• Provided data
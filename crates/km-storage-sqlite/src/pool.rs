//! Connection setup and schema initialization for the single-file
//! relational backend.

use sqlx::sqlite::SqliteConnectOptions;
use sqlx::SqlitePool;
use tracing::info;

/// Opens (creating if absent) the database at `database_url` and ensures
/// its schema exists. Safe to call against an already-initialized file.
pub async fn open(database_url: &str) -> Result<SqlitePool, sqlx::Error> {
    let options = SqliteConnectOptions::new().create_if_missing(true).filename(database_url);
    let pool = SqlitePool::connect_with(options).await?;
    init_schema(&pool).await?;
    info!(database_url, "opened relational storage provider");
    Ok(pool)
}

async fn init_schema(pool: &SqlitePool) -> Result<(), sqlx::Error> {
    sqlx::query(
        r#"
        CREATE TABLE IF NOT EXISTS Messages (
            msg_id INTEGER PRIMARY KEY,
            chunks TEXT NOT NULL,
            extra TEXT NOT NULL,
            tags TEXT NOT NULL,
            metadata TEXT NOT NULL
        );

        CREATE TABLE IF NOT EXISTS SemanticRefs (
            sem_ref_id INTEGER PRIMARY KEY,
            range_json TEXT NOT NULL,
            knowledge_type TEXT NOT NULL,
            knowledge_json TEXT NOT NULL
        );
        CREATE INDEX IF NOT EXISTS idx_semantic_refs_type ON SemanticRefs(knowledge_type);

        CREATE TABLE IF NOT EXISTS TermIndex (
            term TEXT NOT NULL,
            sem_ref_id INTEGER NOT NULL,
            score REAL,
            PRIMARY KEY(term, sem_ref_id)
        );

        CREATE TABLE IF NOT EXISTS PropertyIndex (
            prop_name TEXT NOT NULL,
            prop_value TEXT NOT NULL,
            sem_ref_id INTEGER NOT NULL,
            PRIMARY KEY(prop_name, prop_value, sem_ref_id)
        );

        CREATE TABLE IF NOT EXISTS TimestampIndex (
            msg_id INTEGER PRIMARY KEY,
            timestamp TEXT NOT NULL
        );
        CREATE INDEX IF NOT EXISTS idx_timestamp_index_ts ON TimestampIndex(timestamp);

        CREATE TABLE IF NOT EXISTS MessageTextIndex (
            msg_id INTEGER NOT NULL,
            chunk_ordinal INTEGER NOT NULL,
            embedding BLOB NOT NULL,
            PRIMARY KEY(msg_id, chunk_ordinal)
        );

        CREATE TABLE IF NOT EXISTS RelatedTermsAliases (
            term TEXT NOT NULL,
            related_text TEXT NOT NULL,
            weight REAL,
            PRIMARY KEY(term, related_text)
        );

        CREATE TABLE IF NOT EXISTS RelatedTermsFuzzy (
            term TEXT PRIMARY KEY,
            embedding BLOB NOT NULL
        );

        CREATE TABLE IF NOT EXISTS Threads (
            thread_id INTEGER PRIMARY KEY,
            description TEXT NOT NULL,
            embedding BLOB NOT NULL,
            ranges_json TEXT NOT NULL
        );
        "#,
    )
    .execute(pool)
    .await?;

    Ok(())
}

/// Packs a `Vec<f32>` into the little-endian blob the schema stores
/// embeddings as.
pub fn encode_embedding(vector: &[f32]) -> Vec<u8> {
    vector.iter().flat_map(|f| f.to_le_bytes()).collect()
}

/// Inverse of [`encode_embedding`]. Truncates any trailing bytes that
/// don't form a complete `f32` rather than erroring, matching the
/// teacher's blob-decoding leniency.
pub fn decode_embedding(blob: &[u8]) -> Vec<f32> {
    blob.chunks_exact(4).map(|chunk| f32::from_le_bytes([chunk[0], chunk[1], chunk[2], chunk[3]])).collect()
}

#[cfg(test)]
mod tests {
    use super::*;

    #[tokio::test]
    async fn opening_twice_against_same_file_is_idempotent() {
        let dir = tempfile::tempdir().unwrap();
        let path = dir.path().join("test.db").to_str().unwrap().to_string();
        open(&path).await.unwrap();
        open(&path).await.unwrap();
    }

    #[test]
    fn embedding_round_trips_through_blob() {
        let vector = vec![0.5f32, -1.25, 3.0];
        let blob = encode_embedding(&vector);
        assert_eq!(decode_embedding(&blob), vector);
    }
}
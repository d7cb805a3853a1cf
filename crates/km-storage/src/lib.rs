//! The storage-provider abstraction shared by both backends
//! (`km-storage-memory`, `km-storage-sqlite`): the append-only
//! collection traits, the six secondary-index provider traits, the
//! `StorageProvider` trait that bundles them, and the portable snapshot
//! format used to move a conversation between them.

pub mod collection;
pub mod error;
pub mod indexes;
pub mod provider;
pub mod snapshot;

pub use collection::{MessageCollection, SemanticRefCollection};
pub use error::{DeserializationError, StorageError};
pub use indexes::{
    MessageTextIndexProvider, PropertyIndexProvider, RelatedTermsIndexProvider, TermIndexProvider, ThreadIndexProvider, TimestampIndexProvider,
};
pub use provider::StorageProvider;
pub use snapshot::{
    build_snapshot, load_snapshot, read_snapshot_files, write_snapshot_files, ConversationSnapshotJson, LoadedSnapshot, SnapshotInput, SnapshotPaths,
};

• Assigned task
Repeat the entries verbatim through the line with "knowledge_type TEXT NOT".

• Task output
filename crates/km-storage-sqlite/src/pool.rs
//! Connection setup and schema initialization for the single-file
//! relational backend.

use sqlx::sqlite::SqliteConnectOptions;
use sqlx::SqlitePool;
use tracing::info;

/// Opens (creating if absent) the database at `database_url` and ensures
/// its schema exists. Safe to call against an already-initialized file.
pub async fn open(database_url: &str) -> Result<SqlitePool, sqlx::Error> {
    let options = SqliteConnectOptions::new().create_if_missing(true).filename(database_url);
    let pool = SqlitePool::connect_with(options).await?;
    init_schema(&pool).await?;
    info!(database_url, "opened relational storage provider");
    Ok(pool)
}

async fn init_schema(pool: &SqlitePool) -> Result<(), sqlx::Error> {
    sqlx::query(
        r#"
        CREATE TABLE IF NOT EXISTS Messages (
            msg_id INTEGER PRIMARY KEY,
            chunks TEXT NOT NULL,
            extra TEXT NOT NULL,
            tags TEXT NOT NULL,
            metadata TEXT NOT NULL
        );

        CREATE TABLE IF NOT EXISTS SemanticRefs (
            sem_ref_id INTEGER PRIMARY KEY,
            range_json TEXT NOT NULL,
            knowledge_type TEXT NOT NULL,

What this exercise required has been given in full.